Items listed in a dataset:
-=-=-

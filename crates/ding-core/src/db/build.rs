//! Build database operations.

use chrono::{DateTime, Utc};
use sqlx::Row;

use super::DbPool;
use crate::error::{DingError, Result};
use crate::models::{Build, BuildId, BuildStatus, RepoId};

pub struct BuildRepo;

impl BuildRepo {
    pub async fn create(pool: &DbPool, build: &Build) -> Result<BuildId> {
        let id = sqlx::query(
            r#"
            INSERT INTO build (repo_id, branch, commit_hash, status, start)
            VALUES (?, ?, ?, ?, ?)
            "#,
        )
        .bind(build.repo_id.0)
        .bind(&build.branch)
        .bind(&build.commit_hash)
        .bind(build.status.as_str())
        .bind(build.start.to_rfc3339())
        .execute(pool)
        .await?
        .last_insert_rowid();

        Ok(BuildId(id))
    }

    pub async fn get_by_id(pool: &DbPool, id: BuildId) -> Result<Option<Build>> {
        let row = sqlx::query(Self::SELECT_COLUMNS_WHERE_ID)
            .bind(id.0)
            .fetch_optional(pool)
            .await?;
        row.as_ref().map(Self::row_to_build).transpose()
    }

    pub async fn list_for_repo(pool: &DbPool, repo_id: RepoId, limit: i64) -> Result<Vec<Build>> {
        let rows = sqlx::query(
            r#"
            SELECT id, repo_id, branch, commit_hash, status, start, finish, error_message,
                   last_line, released, builddir_removed, disk_usage
            FROM build WHERE repo_id = ? ORDER BY id DESC LIMIT ?
            "#,
        )
        .bind(repo_id.0)
        .bind(limit)
        .fetch_all(pool)
        .await?;
        rows.iter().map(Self::row_to_build).collect()
    }

    /// All builds for a (repo, branch), most recent first — the ordering
    /// build retention and the notification policy
    /// both rely on.
    pub async fn list_for_branch(
        pool: &DbPool,
        repo_id: RepoId,
        branch: &str,
    ) -> Result<Vec<Build>> {
        let rows = sqlx::query(
            r#"
            SELECT id, repo_id, branch, commit_hash, status, start, finish, error_message,
                   last_line, released, builddir_removed, disk_usage
            FROM build WHERE repo_id = ? AND branch = ? ORDER BY id DESC
            "#,
        )
        .bind(repo_id.0)
        .bind(branch)
        .fetch_all(pool)
        .await?;
        rows.iter().map(Self::row_to_build).collect()
    }

    /// Builds with `status = 'new'`, oldest first — re-submitted through
    /// the serializer on startup.
    pub async fn get_queued(pool: &DbPool) -> Result<Vec<Build>> {
        let rows = sqlx::query(
            r#"
            SELECT id, repo_id, branch, commit_hash, status, start, finish, error_message,
                   last_line, released, builddir_removed, disk_usage
            FROM build WHERE status = 'new' ORDER BY id ASC
            "#,
        )
        .fetch_all(pool)
        .await?;
        rows.iter().map(Self::row_to_build).collect()
    }

    /// Builds with `finish IS NULL AND status != 'new'` — the stale set
    /// startup recovery closes.
    pub async fn get_stale_active(pool: &DbPool) -> Result<Vec<Build>> {
        let rows = sqlx::query(
            r#"
            SELECT id, repo_id, branch, commit_hash, status, start, finish, error_message,
                   last_line, released, builddir_removed, disk_usage
            FROM build WHERE finish IS NULL AND status != 'new'
            "#,
        )
        .fetch_all(pool)
        .await?;
        rows.iter().map(Self::row_to_build).collect()
    }

    pub async fn update_status(pool: &DbPool, id: BuildId, status: BuildStatus) -> Result<()> {
        sqlx::query("UPDATE build SET status = ? WHERE id = ?")
            .bind(status.as_str())
            .bind(id.0)
            .execute(pool)
            .await?;
        Ok(())
    }

    pub async fn set_commit_hash(pool: &DbPool, id: BuildId, commit_hash: &str) -> Result<()> {
        sqlx::query("UPDATE build SET commit_hash = ? WHERE id = ?")
            .bind(commit_hash)
            .bind(id.0)
            .execute(pool)
            .await?;
        Ok(())
    }

    /// Finalizes a build: sets `finish` (if not already set), the error
    /// message, and the last captured output line.
    pub async fn finish(
        pool: &DbPool,
        id: BuildId,
        finish: DateTime<Utc>,
        error_message: Option<&str>,
        last_line: Option<&str>,
    ) -> Result<()> {
        sqlx::query(
            r#"
            UPDATE build SET finish = COALESCE(finish, ?), error_message = ?, last_line = ?
            WHERE id = ?
            "#,
        )
        .bind(finish.to_rfc3339())
        .bind(error_message)
        .bind(last_line)
        .bind(id.0)
        .execute(pool)
        .await?;
        Ok(())
    }

    pub async fn set_disk_usage(pool: &DbPool, id: BuildId, disk_usage: i64) -> Result<()> {
        sqlx::query("UPDATE build SET disk_usage = ? WHERE id = ?")
            .bind(disk_usage)
            .bind(id.0)
            .execute(pool)
            .await?;
        Ok(())
    }

    pub async fn mark_released(pool: &DbPool, id: BuildId, time: DateTime<Utc>) -> Result<()> {
        sqlx::query("UPDATE build SET released = ? WHERE id = ?")
            .bind(time.to_rfc3339())
            .bind(id.0)
            .execute(pool)
            .await?;
        Ok(())
    }

    pub async fn mark_builddir_removed(pool: &DbPool, id: BuildId) -> Result<()> {
        sqlx::query("UPDATE build SET builddir_removed = 1 WHERE id = ?")
            .bind(id.0)
            .execute(pool)
            .await?;
        Ok(())
    }

    pub async fn delete(pool: &DbPool, id: BuildId) -> Result<()> {
        sqlx::query("DELETE FROM result WHERE build_id = ?")
            .bind(id.0)
            .execute(pool)
            .await?;
        sqlx::query("DELETE FROM build WHERE id = ?")
            .bind(id.0)
            .execute(pool)
            .await?;
        Ok(())
    }

    const SELECT_COLUMNS_WHERE_ID: &'static str = r#"
        SELECT id, repo_id, branch, commit_hash, status, start, finish, error_message,
               last_line, released, builddir_removed, disk_usage
        FROM build WHERE id = ?
    "#;

    fn row_to_build(row: &sqlx::sqlite::SqliteRow) -> Result<Build> {
        let status_str: String = row.get("status");
        let start_str: String = row.get("start");
        let finish_str: Option<String> = row.get("finish");
        let released_str: Option<String> = row.get("released");

        Ok(Build {
            id: BuildId(row.get("id")),
            repo_id: RepoId(row.get("repo_id")),
            branch: row.get("branch"),
            commit_hash: row.get("commit_hash"),
            status: status_str
                .parse()
                .map_err(DingError::Configuration)?,
            start: parse_rfc3339(&start_str, "build.start")?,
            finish: finish_str
                .map(|s| parse_rfc3339(&s, "build.finish"))
                .transpose()?,
            error_message: row.get("error_message"),
            last_line: row.get("last_line"),
            released: released_str
                .map(|s| parse_rfc3339(&s, "build.released"))
                .transpose()?,
            builddir_removed: row.get("builddir_removed"),
            disk_usage: row.get("disk_usage"),
        })
    }
}

fn parse_rfc3339(s: &str, field: &'static str) -> Result<DateTime<Utc>> {
    DateTime::parse_from_rfc3339(s)
        .map(|dt| dt.with_timezone(&Utc))
        .map_err(|e| DingError::Configuration(format!("{field}: {e}")))
}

-=-=-

### Work instructions
Which lines belong in the answer? Exactly those from the first line of the entries through the line holding "RepoId, limit: i64)", inclusive, copied unchanged.

### Your solution
filename crates/ding-core/src/db/build.rs
//! Build database operations.

use chrono::{DateTime, Utc};
use sqlx::Row;

use super::DbPool;
use crate::error::{DingError, Result};
use crate::models::{Build, BuildId, BuildStatus, RepoId};

pub struct BuildRepo;

impl BuildRepo {
    pub async fn create(pool: &DbPool, build: &Build) -> Result<BuildId> {
        let id = sqlx::query(
            r#"
            INSERT INTO build (repo_id, branch, commit_hash, status, start)
            VALUES (?, ?, ?, ?, ?)
            "#,
        )
        .bind(build.repo_id.0)
        .bind(&build.branch)
        .bind(&build.commit_hash)
        .bind(build.status.as_str())
        .bind(build.start.to_rfc3339())
        .execute(pool)
        .await?
        .last_insert_rowid();

        Ok(BuildId(id))
    }

    pub async fn get_by_id(pool: &DbPool, id: BuildId) -> Result<Option<Build>> {
        let row = sqlx::query(Self::SELECT_COLUMNS_WHERE_ID)
            .bind(id.0)
            .fetch_optional(pool)
            .await?;
        row.as_ref().map(Self::row_to_build).transpose()
    }

    pub async fn list_for_repo(pool: &DbPool, repo_id: RepoId, limit: i64) -> Result<Vec<Build>> {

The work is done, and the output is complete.